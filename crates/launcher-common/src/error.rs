//! Error types for the workload launcher
//!
//! Every failure aborts the whole mapping of a launch request. None of these
//! errors are retried by the launcher itself; the caller decides whether to
//! resubmit the request.

use std::path::PathBuf;

use thiserror::Error;

/// Main error type for launch input mapping and configuration
#[derive(Debug, Error)]
pub enum Error {
    /// A required field is missing or the configuration is invalid
    #[error("configuration error: {message}")]
    Configuration {
        /// Description of what's missing or invalid
        message: String,
        /// The offending field path (e.g., "checkConnectionInput.connectionConfiguration")
        field: Option<String>,
    },

    /// A sub-object could not be converted to its file representation
    #[error("serialization error: {message}")]
    Serialization {
        /// Description of what failed
        message: String,
        /// The kind of object being serialized (if known)
        kind: Option<String>,
    },

    /// The launch request variant has no mapping
    #[error("unsupported launch request variant: {variant}")]
    UnsupportedVariant {
        /// Name of the variant
        variant: String,
    },

    /// A configuration or request file could not be read
    #[error("failed to read {}: {source}", .path.display())]
    Io {
        /// Path that was being read
        path: PathBuf,
        /// The underlying I/O error
        #[source]
        source: std::io::Error,
    },
}

impl Error {
    /// Create a configuration error with the given message
    pub fn configuration(msg: impl Into<String>) -> Self {
        Self::Configuration {
            message: msg.into(),
            field: None,
        }
    }

    /// Create a configuration error naming the missing or invalid field
    pub fn configuration_for_field(field: impl Into<String>, msg: impl Into<String>) -> Self {
        Self::Configuration {
            message: msg.into(),
            field: Some(field.into()),
        }
    }

    /// Create a configuration error for a required field that is absent
    pub fn missing_field(field: impl Into<String>) -> Self {
        let field = field.into();
        Self::Configuration {
            message: format!("required field '{}' is missing", field),
            field: Some(field),
        }
    }

    /// Create a serialization error with the given message
    pub fn serialization(msg: impl Into<String>) -> Self {
        Self::Serialization {
            message: msg.into(),
            kind: None,
        }
    }

    /// Create a serialization error with object kind context
    pub fn serialization_for_kind(kind: impl Into<String>, msg: impl Into<String>) -> Self {
        Self::Serialization {
            message: msg.into(),
            kind: Some(kind.into()),
        }
    }

    /// Create an unsupported variant error
    pub fn unsupported_variant(variant: impl Into<String>) -> Self {
        Self::UnsupportedVariant {
            variant: variant.into(),
        }
    }

    /// Create an I/O error for the given path
    pub fn io(path: impl Into<PathBuf>, source: std::io::Error) -> Self {
        Self::Io {
            path: path.into(),
            source,
        }
    }

    /// Check if this error is retryable
    ///
    /// Mapping is a pure function of its inputs, so resubmitting the same
    /// request can only fail the same way. File reads may succeed later.
    pub fn is_retryable(&self) -> bool {
        match self {
            Error::Configuration { .. } => false,
            Error::Serialization { .. } => false,
            Error::UnsupportedVariant { .. } => false,
            Error::Io { .. } => true,
        }
    }

    /// Get the field path if this error is associated with one
    pub fn field(&self) -> Option<&str> {
        match self {
            Error::Configuration { field, .. } => field.as_deref(),
            _ => None,
        }
    }
}

impl From<serde_json::Error> for Error {
    fn from(e: serde_json::Error) -> Self {
        Error::serialization(e.to_string())
    }
}

impl From<serde_yaml::Error> for Error {
    fn from(e: serde_yaml::Error) -> Self {
        Error::configuration(format!("invalid YAML: {}", e))
    }
}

[TASK TO CARRY OUT]
Whenever the word "UnsupportedVariant" appears in a line of the listing, copy out that line.

[ANSWER SECTION]
    UnsupportedVariant {
        Self::UnsupportedVariant {
            Error::UnsupportedVariant { .. } => false,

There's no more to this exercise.